Medical testing startup Theranos has agreed to publish data that it says will validate the accuracy of its blood tests after they were called into question by a Wall Street Journal article published last week. Elizabeth Holmes, the billionaire CEO of the rapidly growing company, confirmed that Theranos would make the information public in a bid to quell attacks claiming the company wasn't using its own technology in its tests. "Data is a powerful thing because it speaks for itself," she said, speaking at a conference sponsored by the Cleveland Clinic on Monday night. Holmes did not say when or where her company would actually make the information public.
Theranos said its technology was too sensitive to test
The decision to present data publicly is an about-face for Theranos, which has thus far offered almost no details about its tests for peer review, while also making big claims about the potential of its technology. Speaking to The New York Times last week, Holmes said her company was focusing on submitting data to the FDA rather than making its data public. Scientists were quick to point out the flaw in Holmes' argument — that submission to the FDA does not preclude publishing data for peer review, and that many other companies put their trial results out either before, or as they submit to the FDA.
Speaking at the conference, Holmes said Theranos "was never against" peer review, but that the FDA decision summaries presenting the data as submitted would be a more transparent model. "But that's okay," she said, "we can publish our data, so we're doing that."
In a 6,000-word rebuttal to The Wall Street Journal's article, Theranos argued that its Edison technology — which claims to be able to identify health issues from a small amount of blood drawn from a finger — was simply too sensitive to be tested in a normal way. In the meantime, as the company defends its technology and its practices, its most important partner — drug store chain Walgreens, which features "wellness centers" created with Theranos in 41 stores — said it would not expand its joint program until it understood "the truth."

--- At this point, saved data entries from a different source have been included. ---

#![allow(dead_code)]

use std::net::SocketAddr;
use std::sync::atomic::{AtomicBool, AtomicUsize, Ordering};
use std::sync::{Arc, Mutex};
use std::time::Duration;

use anyhow::{Context, Result};
use axum::extract::{Path, State};
use axum::http::StatusCode;
use axum::response::{IntoResponse, Response};
use axum::routing::{get, post};
use axum::{Json, Router};
use serde_json::{json, Value};

use kwai_api::schema::SchemaRegistry;
use kwai_api::Transformer;

pub fn transformer() -> Transformer {
    Transformer::new(Arc::new(SchemaRegistry::kwai()))
}

/// A team without members
pub fn empty_team_document() -> Value {
    json!({
        "data": {
            "type": "teams",
            "id": "1",
            "attributes": { "name": "U11", "active": true, "remark": "" },
            "relationships": { "team_members": { "data": [] } }
        }
    })
}

pub fn team_member(id: &str, country: Option<&str>) -> Value {
    json!({
        "type": "team_members",
        "id": id,
        "attributes": {
            "active": true,
            "first_name": "Jigoro",
            "last_name": "Kano",
            "license_number": "JUDO-0001",
            "license_end_date": "2027-12-31",
            "gender": 1,
            "birthdate": "2014-10-28",
            "active_in_club": true
        },
        "relationships": {
            "nationality": { "data": country.map(|id| json!({ "type": "countries", "id": id })) }
        }
    })
}

pub fn japan() -> Value {
    json!({
        "type": "countries",
        "id": "81",
        "attributes": { "iso_2": "JP", "iso_3": "JPN", "name": "Japan" }
    })
}

/// A team with one member whose nationality is side-loaded
pub fn team_with_member_document() -> Value {
    json!({
        "data": {
            "type": "teams",
            "id": "1",
            "attributes": { "name": "U11", "active": true, "remark": "" },
            "relationships": {
                "team_members": { "data": [{ "type": "team_members", "id": "7" }] }
            }
        },
        "included": [team_member("7", Some("81")), japan()]
    })
}

pub fn team_collection_document() -> Value {
    json!({
        "meta": { "count": 2, "offset": 0, "limit": 10 },
        "data": [
            {
                "type": "teams",
                "id": "1",
                "attributes": { "name": "U11", "active": true, "remark": "" },
                "relationships": { "team_members": { "data": [] } }
            },
            {
                "type": "teams",
                "id": "2",
                "attributes": { "name": "U13", "active": false },
                "relationships": { "team_members": { "data": [] } }
            }
        ]
    })
}

/// Shared state of the mock API
#[derive(Debug, Default)]
pub struct MockState {
    pub authorized: AtomicBool,
    pub refresh_fails: AtomicBool,
    pub refreshes: AtomicUsize,
    pub requests: Mutex<Vec<String>>,
}

impl MockState {
    pub fn refresh_count(&self) -> usize {
        self.refreshes.load(Ordering::SeqCst)
    }

    pub fn requests(&self) -> Vec<String> {
        self.requests.lock().map(|r| r.clone()).unwrap_or_default()
    }

    fn record(&self, line: String) {
        if let Ok(mut requests) = self.requests.lock() {
            requests.push(line);
        }
    }
}

pub struct MockApi {
    pub base_url: String,
    pub state: Arc<MockState>,
}

/// Start an in-process API on a free port
pub async fn spawn_mock_api(authorized: bool) -> Result<MockApi> {
    let state = Arc::new(MockState::default());
    state.authorized.store(authorized, Ordering::SeqCst);

    let app = Router::new()
        .route("/api/v1/auth/login", post(login))
        .route("/api/v1/auth/access_token", post(refresh))
        .route("/api/v1/teams", get(list_teams).post(create_team))
        .route("/api/v1/teams/:id", get(show_team).patch(update_team).delete(delete_team))
        .route("/api/v1/broken", get(broken))
        .with_state(state.clone());

    let port = portpicker::pick_unused_port().context("failed to pick free port")?;
    let addr = SocketAddr::from(([127, 0, 0, 1], port));
    let listener = tokio::net::TcpListener::bind(addr).await.context("failed to bind mock api")?;
    tokio::spawn(async move {
        let _ = axum::serve(listener, app).await;
    });

    Ok(MockApi { base_url: format!("http://127.0.0.1:{}/api", port), state })
}

fn unauthorized() -> Response {
    (StatusCode::UNAUTHORIZED, Json(json!({ "errors": [{ "status": "401", "title": "Unauthorized" }] }))).into_response()
}

async fn login(State(state): State<Arc<MockState>>, body: String) -> Response {
    state.record("POST /v1/auth/login".to_string());
    if body.contains("password=judo") {
        state.authorized.store(true, Ordering::SeqCst);
        StatusCode::OK.into_response()
    } else {
        unauthorized()
    }
}

async fn refresh(State(state): State<Arc<MockState>>) -> Response {
    state.refreshes.fetch_add(1, Ordering::SeqCst);
    // Keep the refresh in flight long enough for the other requests to queue up
    tokio::time::sleep(Duration::from_millis(50)).await;
    if state.refresh_fails.load(Ordering::SeqCst) {
        return unauthorized();
    }
    state.authorized.store(true, Ordering::SeqCst);
    StatusCode::OK.into_response()
}

async fn list_teams(State(state): State<Arc<MockState>>) -> Response {
    state.record("GET /v1/teams".to_string());
    if !state.authorized.load(Ordering::SeqCst) {
        return unauthorized();
    }
    Json(team_collection_document()).into_response()
}

async fn show_team(State(state): State<Arc<MockState>>, Path(id): Path<String>) -> Response {
    state.record(format!("GET /v1/teams/{}", id));
    if !state.authorized.load(Ordering::SeqCst) {
        return unauthorized();
    }
    Json(team_with_member_document()).into_response()
}

/// Echo the payload back with an id, the way the API answers a write
fn echo(body: &str, id: &str) -> Response {
    let Ok(mut payload) = serde_json::from_str::<Value>(body) else {
        return StatusCode::BAD_REQUEST.into_response();
    };
    payload["data"]["id"] = json!(id);
    Json(payload).into_response()
}

async fn create_team(State(state): State<Arc<MockState>>, body: String) -> Response {
    state.record("POST /v1/teams".to_string());
    echo(&body, "42")
}

async fn update_team(State(state): State<Arc<MockState>>, Path(id): Path<String>, body: String) -> Response {
    state.record(format!("PATCH /v1/teams/{}", id));
    echo(&body, &id)
}

async fn delete_team(State(state): State<Arc<MockState>>, Path(id): Path<String>) -> Response {
    state.record(format!("DELETE /v1/teams/{}", id));
    StatusCode::NO_CONTENT.into_response()
}

async fn broken(State(state): State<Arc<MockState>>) -> Response {
    state.record("GET /v1/broken".to_string());
    (
        StatusCode::UNPROCESSABLE_ENTITY,
        Json(json!({
            "errors": [{
                "status": "422",
                "title": "Invalid team",
                "detail": "name is required",
                "source": { "pointer": "/data/attributes/name" }
            }]
        })),
    )
        .into_response()
}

Partner Walgreens has distanced itself from the medical testing startup
Drug giants Pfizer and GlaxoSmithKline also distanced themselves from Theranos yesterday. It has been reported that the startup earned a chunk of its income from deals with both companies for their use of Theranos tech in their tests, but representatives from both companies denied the links. GSK said it had no records of having done business with Theranos, while Pfizer said it had worked with the startup, but only on "very limited historical exploratory work" on a handful of pilot projects.
Theranos could argue that it has traded peer review for speed of development and the maintenance of trade secrets, but by finally presenting evidence in public, Theranos could go some way toward earning back the consumer confidence it has lost over the past week. That is, of course, if its tests work as advertised.